The older attending explained further. “In codes, at some point you’ve gotta know that no ATLS/PALS/BLS or ACLS crap is going to carry the day. This is the perfect time to delegate authority to the junior resident or the first-year student to take over for a while and direct the team. Make sure everybody gets to handle the Team Captain job for at least a little while. While they code the patient for four or five more rounds of whatever ain’t working, you need to go out and assess the family situation. Get the lay of the land. See if you can find out who is the eldest brother or sister. Identify all present strong, silent types. Who is the spouse or girlfriend? Who looks really fragile — very key! Make sure your social worker is called STAT. Likewise, the chaplain, the priest, the rabbi. Make damn sure there are enough chairs. Didn’t you ever notice that your attending always seems to disappear late in your codes? That’s when they’re out giving the ‘Fluffy is Out on the Roof’ speech. You are an attending now. Tell them that the team is doing everything they can but it’s not looking good. Then go back and see if there were any miracles. Give the family some time to prepare for the bad news for Christ's sake!”
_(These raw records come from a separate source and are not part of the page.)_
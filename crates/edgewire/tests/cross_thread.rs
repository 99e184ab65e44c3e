// SPDX-License-Identifier: Apache-2.0 OR MIT
// Copyright (c) 2025-2026 naskel.com

//! Cross-thread lifecycle: workers, object transfer, queued delivery,
//! blocking delivery, ordering, and teardown races.

mod common;

use common::{AffinityCounter, Counter, OrderProbe, Pair, Source};
use edgewire::{
    connect, connect_with, local_mailbox, DeliveryMode, Edge, LoopControl, Message, WorkerThread,
};
use std::sync::atomic::{AtomicBool, Ordering};
use std::sync::{Arc, Mutex};
use std::time::Duration;

#[test]
fn worker_runs_custom_body() {
    let flag = Arc::new(AtomicBool::new(false));
    let thread_flag = Arc::clone(&flag);
    let mut worker = WorkerThread::spawn_with(move || {
        thread_flag.store(true, Ordering::SeqCst);
    })
    .expect("spawn worker");
    worker.join().expect("worker panicked");
    assert!(flag.load(Ordering::SeqCst));
}

#[test]
fn worker_quits_on_request() {
    let mut worker = WorkerThread::spawn().expect("spawn worker");
    worker.post_quit();
    worker.join().expect("worker panicked");
}

#[test]
fn moved_object_receives_queued_delivery() {
    let mut worker = WorkerThread::spawn().expect("spawn worker");

    let slt = AffinityCounter::new();
    let sig = Source::new();
    connect(&sig.anchor, &sig.edge, &slt.anchor, &slt.slot);

    worker.grab_object(&slt.anchor);

    sig.edge.emit((1, 2));
    worker.post_quit();
    worker.join().expect("worker panicked");

    assert_eq!(slt.total, 3);
}

#[test]
fn connect_to_object_already_on_worker_then_emit() {
    let mut worker = WorkerThread::spawn().expect("spawn worker");

    let slt = AffinityCounter::new();
    worker.grab_object(&slt.anchor);

    let sig = Source::new();
    // The edge's half is applied here, synchronously: the very next emit
    // already fans out to the remote slot.
    connect(&sig.anchor, &sig.edge, &slt.anchor, &slt.slot);
    sig.edge.emit((1, 2));

    worker.post_quit();
    worker.join().expect("worker panicked");

    assert_eq!(slt.total, 3);
}

#[test]
fn blocking_delivery_completes_before_emit_returns() {
    let mut worker = WorkerThread::spawn().expect("spawn worker");

    let slt = AffinityCounter::new();
    let sig = Source::new();
    connect_with(
        &sig.anchor,
        &sig.edge,
        &slt.anchor,
        &slt.slot,
        DeliveryMode::BlockQueue,
    );

    worker.grab_object(&slt.anchor);

    sig.edge.emit((1, 2));
    // Blocking delivery: the effect is visible the moment emit returns.
    assert_eq!(slt.total, 3);

    worker.post_quit();
    worker.join().expect("worker panicked");
    assert_eq!(slt.total, 3);
}

#[test]
fn peers_on_one_mailbox_deliver_in_connection_order() {
    let mut worker = WorkerThread::spawn().expect("spawn worker");
    let log = Arc::new(Mutex::new(Vec::new()));

    let first = OrderProbe::new(1, Arc::clone(&log));
    let second = OrderProbe::new(2, Arc::clone(&log));
    worker.grab_object(&first.anchor);
    worker.grab_object(&second.anchor);

    let sig = Source::new();
    connect(&sig.anchor, &sig.edge, &first.anchor, &first.slot);
    connect(&sig.anchor, &sig.edge, &second.anchor, &second.slot);

    sig.edge.emit((1, 2));
    sig.edge.emit((3, 4));
    worker.post_quit();
    worker.join().expect("worker panicked");

    assert_eq!(*log.lock().expect("order log poisoned"), vec![1, 2, 1, 2]);
}

/// Runs an emit on whichever thread consumes it (an edge may only be
/// emitted from its affiliated thread).
struct RunEmit(*const Edge<Pair>, Pair);

// SAFETY: the pointer is dereferenced only on the edge owner's thread (the
// consuming worker), and the test keeps the owner alive past the join.
unsafe impl Send for RunEmit {}

impl Message for RunEmit {
    fn consume(self: Box<Self>) -> LoopControl {
        // SAFETY: see the Send rationale above.
        unsafe { (*self.0).emit(self.1) };
        LoopControl::Continue
    }
}

#[test]
fn signal_queued_to_dead_object_is_dropped() {
    common::init_logs();
    let mut worker = WorkerThread::spawn().expect("spawn worker");

    // The edge lives on the worker; the receiving object stays here.
    let sig = Source::new();
    worker.grab_object(&sig.anchor);

    let log = Arc::new(Mutex::new(Vec::new()));
    let probe = OrderProbe::new(7, Arc::clone(&log));
    connect(&sig.anchor, &sig.edge, &probe.anchor, &probe.slot);

    // Worker emits; the signal for our thread lands in our mailbox.
    worker
        .mailbox()
        .enqueue(Box::new(RunEmit(&sig.edge, (1, 2))));
    let queued = local_mailbox()
        .dequeue_timeout(Duration::from_secs(5))
        .expect("queued signal from the worker");

    // The object dies before its signal is consumed: silent drop.
    drop(probe);
    queued.consume();
    assert!(log.lock().expect("order log poisoned").is_empty());

    worker.post_quit();
    worker.join().expect("worker panicked");
}

#[test]
fn unconsumed_half_connect_rolls_the_other_half_back() {
    common::init_logs();
    // A worker that exits immediately: its mailbox is never drained.
    let mut worker = WorkerThread::spawn_with(|| {}).expect("spawn worker");
    worker.join().expect("worker panicked");

    let sig = Source::new();
    worker.grab_object(&sig.anchor);

    let slt = Counter::new();
    connect(&sig.anchor, &sig.edge, &slt.anchor, &slt.slot);
    // Our half exists; the edge's half sits in the dead worker's mailbox.
    assert!(slt.slot.is_connected());

    // Tearing the mailbox down destroys the never-consumed half-connect,
    // which must compensate by removing our half.
    drop(worker);
    drop(sig);
    assert!(!slt.slot.is_connected());
}

#[test]
fn grab_object_to_local_thread_restores_synchronous_delivery() {
    let mut worker = WorkerThread::spawn().expect("spawn worker");

    let slt = Counter::new();
    let sig = Source::new();
    connect(&sig.anchor, &sig.edge, &slt.anchor, &slt.slot);

    worker.grab_object(&slt.anchor);
    worker.post_quit();
    worker.join().expect("worker panicked");

    // Back on this thread: delivery is synchronous again.
    slt.anchor.move_to_local_thread();
    sig.edge.emit((1, 2));
    assert_eq!(slt.total, 3);
}
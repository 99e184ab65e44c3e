// SPDX-License-Identifier: Apache-2.0 OR MIT
// Copyright (c) 2025-2026 naskel.com

//! Periodic and one-shot timers.
//!
//! A timer is an anchored object with a parameterless `timeout` edge. Each
//! worker thread keeps its own active-timer list, insertion-sorted by the
//! next deadline (ties keep activation order); the message loop drains the
//! expired head before every dequeue and bounds its wait by the next
//! deadline. Activation from a foreign thread is shipped to the owner as a
//! message.

use crate::endpoint::Edge;
use crate::messages::{ActivateTimer, DeactivateTimer};
use crate::monitor::{Anchor, MonitorLink};
use std::cell::{Cell, RefCell};
use std::ptr;
use std::time::{Duration, Instant};

/// Scheduled emitter: fires its `timeout` edge when the period elapses.
pub struct Timer {
    /// Fired on expiry; connect slots here.
    pub timeout: Edge<()>,
    anchor: Anchor,
    period: Duration,
    repeat: bool,
    next_hit: Cell<Instant>,
    active: Cell<bool>,
}

impl Timer {
    /// Create an inactive timer owned by the calling thread.
    ///
    /// `repeat` keeps the timer re-arming itself every `period` after the
    /// first expiry; otherwise it fires once and deactivates.
    pub fn new(period: Duration, repeat: bool) -> Box<Timer> {
        let mut timer = Box::new(Timer {
            timeout: Edge::new(),
            anchor: Anchor::new(),
            period,
            repeat,
            next_hit: Cell::new(Instant::now()),
            active: Cell::new(false),
        });
        let object: *mut Timer = &mut *timer;
        let Timer {
            timeout, anchor, ..
        } = &mut *timer;
        timeout.attach(anchor, object);
        timer
    }

    /// The timer's anchor, for `connect` and thread transfer.
    pub fn anchor(&self) -> &Anchor {
        &self.anchor
    }

    pub fn period(&self) -> Duration {
        self.period
    }

    pub fn repeating(&self) -> bool {
        self.repeat
    }

    #[must_use]
    pub fn is_active(&self) -> bool {
        self.active.get()
    }

    /// Arm the timer; the first expiry is one period from now.
    ///
    /// Runs locally on the owning thread, or ships itself there.
    pub fn activate(&self) {
        self.activate_routed(self.anchor.link());
    }

    /// Disarm the timer; a pending expiry is cancelled.
    pub fn deactivate(&self) {
        self.deactivate_routed(self.anchor.link());
    }

    pub(crate) fn activate_routed(&self, link: MonitorLink) {
        if link.same_mailbox() {
            self.activate_local();
        } else {
            ActivateTimer::send(link, self as *const Timer);
        }
    }

    pub(crate) fn deactivate_routed(&self, link: MonitorLink) {
        if link.same_mailbox() {
            self.deactivate_local();
        } else {
            DeactivateTimer::send(link, self as *const Timer);
        }
    }

    fn activate_local(&self) {
        self.active.set(true);
        self.next_hit.set(Instant::now() + self.period);
        register(self);
    }

    fn deactivate_local(&self) {
        self.active.set(false);
        unregister(self);
    }

    /// Fire once: emits `timeout` unless deactivated since scheduling.
    fn hit(&self) {
        if !self.active.get() {
            return;
        }
        self.timeout.emit(());
    }
}

impl Drop for Timer {
    fn drop(&mut self) {
        // Drop any registration this thread still holds for us. Dropping a
        // timer on a thread it is not affiliated with while registered is
        // outside the contract (as is any cross-thread endpoint mutation).
        unregister(self);
    }
}

// =============================================================================
// Per-thread active-timer list
// =============================================================================

struct TimerEntry {
    /// Deadline snapshot taken at registration: the sort key.
    next_hit: Instant,
    link: MonitorLink,
    timer: *const Timer,
}

thread_local! {
    static ACTIVE_TIMERS: RefCell<Vec<TimerEntry>> = const { RefCell::new(Vec::new()) };
}

/// (Re-)insert `timer` in deadline order; ties go after equal deadlines.
fn register(timer: &Timer) {
    unregister(timer);
    let entry = TimerEntry {
        next_hit: timer.next_hit.get(),
        link: timer.anchor.link(),
        timer: timer as *const Timer,
    };
    ACTIVE_TIMERS.with(|list| {
        let mut list = list.borrow_mut();
        let pos = list
            .iter()
            .position(|e| entry.next_hit < e.next_hit)
            .unwrap_or(list.len());
        list.insert(pos, entry);
    });
}

fn unregister(timer: &Timer) {
    let target: *const Timer = timer;
    ACTIVE_TIMERS.with(|list| {
        list.borrow_mut().retain(|e| !ptr::eq(e.timer, target));
    });
}

/// Earliest pending deadline on this thread, if any.
pub(crate) fn next_deadline() -> Option<Instant> {
    ACTIVE_TIMERS.with(|list| list.borrow().first().map(|e| e.next_hit))
}

/// Fire every expired timer at the head of this thread's list.
///
/// Each expired timer is removed, fired, then re-registered one period
/// later when it repeats and is still active and alive.
pub(crate) fn fire_expired() {
    loop {
        let now = Instant::now();
        let entry = ACTIVE_TIMERS.with(|list| {
            let mut list = list.borrow_mut();
            match list.first() {
                Some(front) if front.next_hit <= now => Some(list.remove(0)),
                _ => None,
            }
        });
        let Some(entry) = entry else {
            return;
        };
        if !entry.link.is_alive() {
            continue;
        }
        // SAFETY: the owner is alive and timers only register on their
        // owning thread, so the allocation is valid and ours to touch.
        unsafe { (*entry.timer).hit() };
        // The handler may have destroyed or disarmed the timer: re-check
        // before touching it again.
        if !entry.link.is_alive() {
            continue;
        }
        // SAFETY: as above, re-established after the handler ran.
        let timer = unsafe { &*entry.timer };
        if timer.repeat && timer.active.get() {
            timer.next_hit.set(entry.next_hit + timer.period);
            register(timer);
        } else {
            timer.active.set(false);
        }
    }
}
I continued to learn a lot of tricks from this attending over the next seven years. He taught me a lot of things that, strangely, weren’t in the textbooks. Now, I think that the “Fluffy Talk” absolutely belongs in a textbook chapter somewhere. I use it a lot more than I do cricothyroidotomies.
Bill Maguire's first job out of high school was as an "ER" orderly (not a mistake, this was back when ERs were just rooms). After med school, he did residency in emergency medicine, where he's been ever since.